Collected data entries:

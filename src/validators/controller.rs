//! Validator controller: picks the next registrable deposit data across
//! the configured operators and votes on it together with the deposit-root
//! interlock.

use std::collections::HashSet;

use tracing::info;

use crate::prelude::*;
use crate::sources::ipfs::IpfsClient;
use crate::sources::protocol::{Operator, ProtocolSource};
use crate::vote::VotePublisher;

pub struct ValidatorsController {
    protocol: ProtocolSource,
    ipfs: IpfsClient,
    publisher: VotePublisher,
}

impl ValidatorsController {
    pub fn new(protocol: ProtocolSource, ipfs: IpfsClient, publisher: VotePublisher) -> Self {
        Self {
            protocol,
            ipfs,
            publisher,
        }
    }

    pub async fn process(
        &self,
        params: &ValidatorsVotingParameters,
        block: BlockNumber,
    ) -> Result<(), Error> {
        if params.pool_balance < deposit_amount() {
            // not enough pooled to register a validator
            return Ok(());
        }

        let operators = self.protocol.operators(block).await?;
        let used: HashSet<String> = self
            .protocol
            .registered_public_keys(block)
            .await?
            .into_iter()
            .collect();

        let Some(selected) = self.select_deposit_data(&operators, &used, block).await? else {
            info!("no registrable deposit data across operators");
            return Ok(());
        };

        // the interlock root is read after selection, from the same block,
        // so a deposit slipped in front of the vote invalidates it
        let deposit_root = self.protocol.validators_deposit_root(block).await?;

        if self.nonce_advanced(params.nonce).await? {
            info!("validators nonce advanced, abandoning tick");
            return Ok(());
        }

        info!(
            operator = %selected.operator,
            public_key = %selected.public_key,
            nonce = params.nonce,
            "submitting validators vote"
        );

        self.publisher
            .submit_validators(params.nonce, vec![selected], deposit_root)
            .await
    }

    /// Walks each operator's deposit-data file starting at its on-chain
    /// index, skipping keys that were already registered. The on-chain
    /// index itself is advanced by the aggregator, never here.
    async fn select_deposit_data(
        &self,
        operators: &[Operator],
        used: &HashSet<String>,
        block: BlockNumber,
    ) -> Result<Option<DepositData>, Error> {
        for operator in operators {
            let Some(uri) = &operator.deposit_data_uri else {
                continue;
            };

            let deposit_data: Vec<DepositData> = self.ipfs.fetch_json(uri).await?;

            let mut index = operator.deposit_data_index as usize;
            while let Some((found, candidate)) = next_unused(&deposit_data, index, used) {
                let public_key = candidate.public_key.to_string();

                if self.protocol.validator_registered(&public_key, block).await? {
                    // the key made it on chain in a previous round
                    index = found + 1;
                    continue;
                }

                return Ok(Some(candidate.clone()));
            }
        }

        Ok(None)
    }

    async fn nonce_advanced(&self, nonce: u64) -> Result<bool, Error> {
        let tip = self.protocol.finalized_block().await?;
        let fresh = self.protocol.voting_parameters(tip.number).await?;

        Ok(fresh.validators.nonce != nonce)
    }
}

/// First entry at or after `start` whose key is not in the used set.
fn next_unused<'a>(
    deposit_data: &'a [DepositData],
    start: usize,
    used: &HashSet<String>,
) -> Option<(usize, &'a DepositData)> {
    deposit_data
        .iter()
        .enumerate()
        .skip(start)
        .find(|(_, candidate)| !used.contains(&candidate.public_key.to_string()))
}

## Problem to solve
All of the data above needs to be transcribed verbatim.

## Result
filename src/validators/controller.rs
//! Validator controller: picks the next registrable deposit data across
//! the configured operators and votes on it together with the deposit-root
//! interlock.

use std::collections::HashSet;

use tracing::info;

use crate::prelude::*;
use crate::sources::ipfs::IpfsClient;
use crate::sources::protocol::{Operator, ProtocolSource};
use crate::vote::VotePublisher;

pub struct ValidatorsController {
    protocol: ProtocolSource,
    ipfs: IpfsClient,
    publisher: VotePublisher,
}

impl ValidatorsController {
    pub fn new(protocol: ProtocolSource, ipfs: IpfsClient, publisher: VotePublisher) -> Self {
        Self {
            protocol,
            ipfs,
            publisher,
        }
    }

    pub async fn process(
        &self,
        params: &ValidatorsVotingParameters,
        block: BlockNumber,
    ) -> Result<(), Error> {
        if params.pool_balance < deposit_amount() {
            // not enough pooled to register a validator
            return Ok(());
        }

        let operators = self.protocol.operators(block).await?;
        let used: HashSet<String> = self
            .protocol
            .registered_public_keys(block)
            .await?
            .into_iter()
            .collect();

        let Some(selected) = self.select_deposit_data(&operators, &used, block).await? else {
            info!("no registrable deposit data across operators");
            return Ok(());
        };

        // the interlock root is read after selection, from the same block,
        // so a deposit slipped in front of the vote invalidates it
        let deposit_root = self.protocol.validators_deposit_root(block).await?;

        if self.nonce_advanced(params.nonce).await? {
            info!("validators nonce advanced, abandoning tick");
            return Ok(());
        }

        info!(
            operator = %selected.operator,
            public_key = %selected.public_key,
            nonce = params.nonce,
            "submitting validators vote"
        );

        self.publisher
            .submit_validators(params.nonce, vec![selected], deposit_root)
            .await
    }

    /// Walks each operator's deposit-data file starting at its on-chain
    /// index, skipping keys that were already registered. The on-chain
    /// index itself is advanced by the aggregator, never here.
    async fn select_deposit_data(
        &self,
        operators: &[Operator],
        used: &HashSet<String>,
        block: BlockNumber,
    ) -> Result<Option<DepositData>, Error> {
        for operator in operators {
            let Some(uri) = &operator.deposit_data_uri else {
                continue;
            };

            let deposit_data: Vec<DepositData> = self.ipfs.fetch_json(uri).await?;

            let mut index = operator.deposit_data_index as usize;
            while let Some((found, candidate)) = next_unused(&deposit_data, index, used) {
                let public_key = candidate.public_key.to_string();

                if self.protocol.validator_registered(&public_key, block).await? {
                    // the key made it on chain in a previous round
                    index = found + 1;
                    continue;
                }

                return Ok(Some(candidate.clone()));
            }
        }

        Ok(None)
    }

    async fn nonce_advanced(&self, nonce: u64) -> Result<bool, Error> {
        let tip = self.protocol.finalized_block().await?;
        let fresh = self.protocol.voting_parameters(tip.number).await?;

        Ok(fresh.validators.nonce != nonce)
    }
}

/// First entry at or after `start` whose key is not in the used set.
fn next_unused<'a>(
    deposit_data: &'a [DepositData],
    start: usize,
    used: &HashSet<String>,
) -> Option<(usize, &'a DepositData)> {
    deposit_data
        .iter()
        .enumerate()
        .skip(start)
        .find(|(_, candidate)| !used.contains(&candidate.public_key.to_string()))
}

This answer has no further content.